The defendant's appeal is dismissed.

Reasons

1. Summary of the grounds for appeal (the mistake of facts or misapprehension of legal principles);

A. Whether the Defendant constitutes “Assault” or not was a flicked with the victim, and was punished by a flick with the victim. In the process, the blicking of the victim was merely a flicked flick.

It can not be said that it is an assault to the extent that it would suppress the victim's resistance or make the victim unable to resist.

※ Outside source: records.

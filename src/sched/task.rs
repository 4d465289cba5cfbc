//! Tarefas do kernel.
//!
//! `Task` concentra o estado que o despacho de traps consulta: a flag
//! monotônica `killed`, o estado de execução, o limite de memória válida,
//! a raiz da page table e o ponteiro para o trap frame da syscall corrente.

use crate::arch::platform::trap::TrapFrame;
use crate::sched::context::CpuContext;
use crate::sync::Spinlock;
use crate::sys::Tid;
use alloc::boxed::Box;
use alloc::sync::Arc;
use alloc::vec;
use core::cell::UnsafeCell;
use core::sync::atomic::{AtomicBool, AtomicPtr, AtomicU32, AtomicU64, Ordering};

/// Estado de uma task
#[derive(Debug, Clone, Copy, PartialEq, Eq)]
pub enum TaskState {
    /// Recém criada, não executou ainda
    Created,
    /// Pronta para executar
    Ready,
    /// Executando em algum núcleo
    Running,
    /// Bloqueada esperando algo
    Blocked,
    /// Terminada, esperando cleanup
    Zombie,
}

impl TaskState {
    /// Verifica se pode ser escalonada
    pub const fn is_runnable(self) -> bool {
        matches!(self, Self::Ready | Self::Running)
    }
}

const KERNEL_STACK_SIZE: usize = 16 * 1024;

static NEXT_TID: AtomicU32 = AtomicU32::new(1);

fn next_tid() -> Tid {
    Tid::new(NEXT_TID.fetch_add(1, Ordering::Relaxed))
}

pub struct Task {
    pub tid: Tid,
    pub name: &'static str,
    /// Monotônica: uma vez true, nunca volta a false. Lida com Relaxed por
    /// outros núcleos; os pontos de re-checagem ficam no dispatcher.
    killed: AtomicBool,
    state: Spinlock<TaskState>,
    /// Topo do espaço de endereços virtual válido da tarefa.
    mem_limit: AtomicU64,
    /// Endereço físico da raiz (PML4) da page table da tarefa.
    page_table: AtomicU64,
    /// Trap frame da syscall em andamento, para leitura de argumentos e
    /// escrita do retorno.
    trap_frame: AtomicPtr<TrapFrame>,
    /// Contexto salvo. Só o scheduler toca, com interrupções desabilitadas.
    context: UnsafeCell<CpuContext>,
    _kernel_stack: Option<Box<[u8]>>,
}

// SAFETY: campos compartilhados são atômicos ou protegidos por Spinlock;
// `context` obedece a disciplina do scheduler.
unsafe impl Send for Task {}
unsafe impl Sync for Task {}

impl Task {
    /// Cria uma tarefa de kernel com stack própria, parada em `entry`.
    pub fn kernel(name: &'static str, entry: extern "C" fn() -> !) -> Arc<Task> {
        let stack = vec![0u8; KERNEL_STACK_SIZE].into_boxed_slice();
        let stack_top = (stack.as_ptr() as u64 + KERNEL_STACK_SIZE as u64) & !0xF;

        let mut context = CpuContext::new();
        context.setup(entry as u64, stack_top);

        Arc::new(Task {
            tid: next_tid(),
            name,
            killed: AtomicBool::new(false),
            state: Spinlock::new(TaskState::Created),
            mem_limit: AtomicU64::new(0),
            page_table: AtomicU64::new(0),
            trap_frame: AtomicPtr::new(core::ptr::null_mut()),
            context: UnsafeCell::new(context),
            _kernel_stack: Some(stack),
        })
    }

    /// Cria uma tarefa com espaço de endereços de usuário próprio.
    /// A carga do código de usuário é responsabilidade de quem chama.
    pub fn with_address_space(
        name: &'static str,
        page_table: u64,
        mem_limit: u64,
    ) -> Arc<Task> {
        Arc::new(Task {
            tid: next_tid(),
            name,
            killed: AtomicBool::new(false),
            state: Spinlock::new(TaskState::Created),
            mem_limit: AtomicU64::new(mem_limit),
            page_table: AtomicU64::new(page_table),
            trap_frame: AtomicPtr::new(core::ptr::null_mut()),
            context: UnsafeCell::new(CpuContext::new()),
            _kernel_stack: None,
        })
    }

    pub fn killed(&self) -> bool {
        self.killed.load(Ordering::Relaxed)
    }

    /// Marca a tarefa como morta. Só transiciona false -> true.
    pub fn mark_killed(&self) {
        self.killed.store(true, Ordering::Relaxed);
    }

    pub fn state(&self) -> TaskState {
        *self.state.lock()
    }

    pub fn set_state(&self, state: TaskState) {
        *self.state.lock() = state;
    }

    pub fn mem_limit(&self) -> u64 {
        self.mem_limit.load(Ordering::Relaxed)
    }

    pub fn page_table(&self) -> u64 {
        self.page_table.load(Ordering::Relaxed)
    }

    pub fn set_trap_frame(&self, frame: *mut TrapFrame) {
        self.trap_frame.store(frame, Ordering::Release);
    }

    pub fn trap_frame_ptr(&self) -> *mut TrapFrame {
        self.trap_frame.load(Ordering::Acquire)
    }

    pub(crate) fn context_ptr(&self) -> *mut CpuContext {
        self.context.get()
    }
}
//! Interface de Syscalls do Brasa OS.
//!
//! A entrada é o vetor de trap dedicado; o dispatcher de traps registra o
//! frame na tarefa e chama `syscall_dispatcher`, que roteia pelo número em
//! RAX e devolve o resultado em RAX.
//!
//! # Módulos
//!
//! - `numbers`: constantes das syscalls
//! - `dispatch`: dispatcher central

pub mod dispatch;
pub mod numbers;

pub use dispatch::syscall_dispatcher;
// =============================================================================
// KERNEL LOGGING SYSTEM - ZERO OVERHEAD
// =============================================================================
//
// Sistema de logging do Brasa OS Kernel com custo ZERO em release.
//
// ARQUITETURA:
// - Usa features do Cargo para compile-time filtering
// - Com feature "no_logs", TODOS os macros viram expressões vazias
// - SEM core::fmt - Evita geração de código SSE/AVX no caminho quente
// - SEM alocação - Apenas strings literais e valores em hex
// - Escreve APENAS na serial
//
// NÍVEIS DE LOG (do mais crítico ao menos):
// - ERROR: Erros fatais ou críticos
// - WARN:  Situações suspeitas mas recuperáveis
// - INFO:  Fluxo normal de execução
// - DEBUG: Informações de debugging
// - TRACE: Detalhes extremos (cada operação)
//
// COMO USAR:
//   kinfo!("(PMM) Inicializando...");          // Apenas string
//   kinfo!("(PMM) Addr=", 0x1000);             // String + hex
//   klog!("Valor=", addr, " Size=", size);     // Múltiplos valores
//
// =============================================================================

// =============================================================================
// PREFIXOS COM CORES ANSI
// =============================================================================

pub const P_ERROR: &str = "\x1b[1;31m[ERRO]\x1b[0m ";
pub const P_WARN: &str = "\x1b[1;33m[WARN]\x1b[0m ";
pub const P_INFO: &str = "\x1b[32m[INFO]\x1b[0m ";
pub const P_DEBUG: &str = "\x1b[36m[DEBG]\x1b[0m ";
pub const P_TRACE: &str = "\x1b[35m[TRAC]\x1b[0m ";

// =============================================================================
// MACROS DE LOG - NÍVEL ERROR
// =============================================================================

#[cfg(not(feature = "no_logs"))]
#[macro_export]
macro_rules! kerror {
    ($msg:expr) => {{
        $crate::drivers::serial::emit_str($crate::kcore::logging::P_ERROR);
        $crate::drivers::serial::emit_str($msg);
        $crate::drivers::serial::emit_nl();
    }};
    ($msg:expr, $val:expr) => {{
        $crate::drivers::serial::emit_str($crate::kcore::logging::P_ERROR);
        $crate::drivers::serial::emit_str($msg);
        $crate::drivers::serial::emit_hex($val as u64);
        $crate::drivers::serial::emit_nl();
    }};
}

#[cfg(feature = "no_logs")]
#[macro_export]
macro_rules! kerror {
    ($($t:tt)*) => {{}};
}

// =============================================================================
// MACROS DE LOG - NÍVEL WARN
// =============================================================================

#[cfg(not(feature = "no_logs"))]
#[macro_export]
macro_rules! kwarn {
    ($msg:expr) => {{
        $crate::drivers::serial::emit_str($crate::kcore::logging::P_WARN);
        $crate::drivers::serial::emit_str($msg);
        $crate::drivers::serial::emit_nl();
    }};
    ($msg:expr, $val:expr) => {{
        $crate::drivers::serial::emit_str($crate::kcore::logging::P_WARN);
        $crate::drivers::serial::emit_str($msg);
        $crate::drivers::serial::emit_hex($val as u64);
        $crate::drivers::serial::emit_nl();
    }};
}

#[cfg(feature = "no_logs")]
#[macro_export]
macro_rules! kwarn {
    ($($t:tt)*) => {{}};
}

// =============================================================================
// MACROS DE LOG - NÍVEL INFO
// =============================================================================

#[cfg(any(feature = "log_info", feature = "log_debug", feature = "log_trace"))]
#[macro_export]
macro_rules! kinfo {
    ($msg:expr) => {{
        $crate::drivers::serial::emit_str($crate::kcore::logging::P_INFO);
        $crate::drivers::serial::emit_str($msg);
        $crate::drivers::serial::emit_nl();
    }};
    ($msg:expr, $val:expr) => {{
        $crate::drivers::serial::emit_str($crate::kcore::logging::P_INFO);
        $crate::drivers::serial::emit_str($msg);
        $crate::drivers::serial::emit_hex($val as u64);
        $crate::drivers::serial::emit_nl();
    }};
}

#[cfg(not(any(feature = "log_info", feature = "log_debug", feature = "log_trace")))]
#[macro_export]
macro_rules! kinfo {
    ($($t:tt)*) => {{}};
}

// =============================================================================
// MACROS DE LOG - NÍVEL DEBUG
// =============================================================================

#[cfg(any(feature = "log_debug", feature = "log_trace"))]
#[macro_export]
macro_rules! kdebug {
    ($msg:expr) => {{
        $crate::drivers::serial::emit_str($crate::kcore::logging::P_DEBUG);
        $crate::drivers::serial::emit_str($msg);
        $crate::drivers::serial::emit_nl();
    }};
    ($msg:expr, $val:expr) => {{
        $crate::drivers::serial::emit_str($crate::kcore::logging::P_DEBUG);
        $crate::drivers::serial::emit_str($msg);
        $crate::drivers::serial::emit_hex($val as u64);
        $crate::drivers::serial::emit_nl();
    }};
}

#[cfg(not(any(feature = "log_debug", feature = "log_trace")))]
#[macro_export]
macro_rules! kdebug {
    ($($t:tt)*) => {{}};
}

// =============================================================================
// MACROS DE LOG - NÍVEL TRACE
// =============================================================================

#[cfg(feature = "log_trace")]
#[macro_export]
macro_rules! ktrace {
    ($msg:expr) => {{
        $crate::drivers::serial::emit_str($crate::kcore::logging::P_TRACE);
        $crate::drivers::serial::emit_str($msg);
        $crate::drivers::serial::emit_nl();
    }};
    ($msg:expr, $val:expr) => {{
        $crate::drivers::serial::emit_str($crate::kcore::logging::P_TRACE);
        $crate::drivers::serial::emit_str($msg);
        $crate::drivers::serial::emit_hex($val as u64);
        $crate::drivers::serial::emit_nl();
    }};
}

#[cfg(not(feature = "log_trace"))]
#[macro_export]
macro_rules! ktrace {
    ($($t:tt)*) => {{}};
}

// =============================================================================
// MACROS AUXILIARES
// =============================================================================

/// klog! - Log genérico sem prefixo de nível.
///
/// Útil para construir linhas com múltiplos valores:
///
///   klog!("Addr=", addr);                    // String + hex
///   klog!("Start=", start, " End=", end);    // Múltiplos
#[cfg(not(feature = "no_logs"))]
#[macro_export]
macro_rules! klog {
    ($msg:expr) => {{
        $crate::drivers::serial::emit_str($msg);
    }};
    ($msg:expr, $val:expr) => {{
        $crate::drivers::serial::emit_str($msg);
        $crate::drivers::serial::emit_hex($val as u64);
    }};
    ($msg1:expr, $val:expr, $msg2:expr) => {{
        $crate::drivers::serial::emit_str($msg1);
        $crate::drivers::serial::emit_hex($val as u64);
        $crate::drivers::serial::emit_str($msg2);
    }};
    ($msg1:expr, $val1:expr, $msg2:expr, $val2:expr) => {{
        $crate::drivers::serial::emit_str($msg1);
        $crate::drivers::serial::emit_hex($val1 as u64);
        $crate::drivers::serial::emit_str($msg2);
        $crate::drivers::serial::emit_hex($val2 as u64);
    }};
}

#[cfg(feature = "no_logs")]
#[macro_export]
macro_rules! klog {
    ($($t:tt)*) => {{}};
}

/// knl! - Quebra de linha.
#[cfg(not(feature = "no_logs"))]
#[macro_export]
macro_rules! knl {
    () => {{
        $crate::drivers::serial::emit_nl();
    }};
}

#[cfg(feature = "no_logs")]
#[macro_export]
macro_rules! knl {
    () => {{}};
}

B. Whether the instant crime constitutes “injury” or “injury” was committed by the victim during the commission of the instant crime, but the degree of such injury does not cause any inconvenience in daily life due to minor degree, nor is it possible to recover nature, and thus, cannot be deemed as an injury to the robbery.

2. Determination:

A. 1) In the crime of robbery, the degree of assault and intimidation should be objectively to the extent that the other party’s resistance or resisting from social norms (see, e.g., Supreme Court Decisions 2001Do359, Mar. 23, 2001; 2004Do437, Oct. 28, 2004) is acknowledged by the court of first instance by the evidence duly adopted and investigated by the court of first instance as follows. In other words, the victim was not a victim who was lawfully adopted by the investigative agency at the time of his/her death and injury, but a victim was not a victim who was unable to take a blag because he/she was able to take a blag with his/her seat, she was able to take a blag with his/her hand, and was able to kill him/her at the time of his/her death and her blag.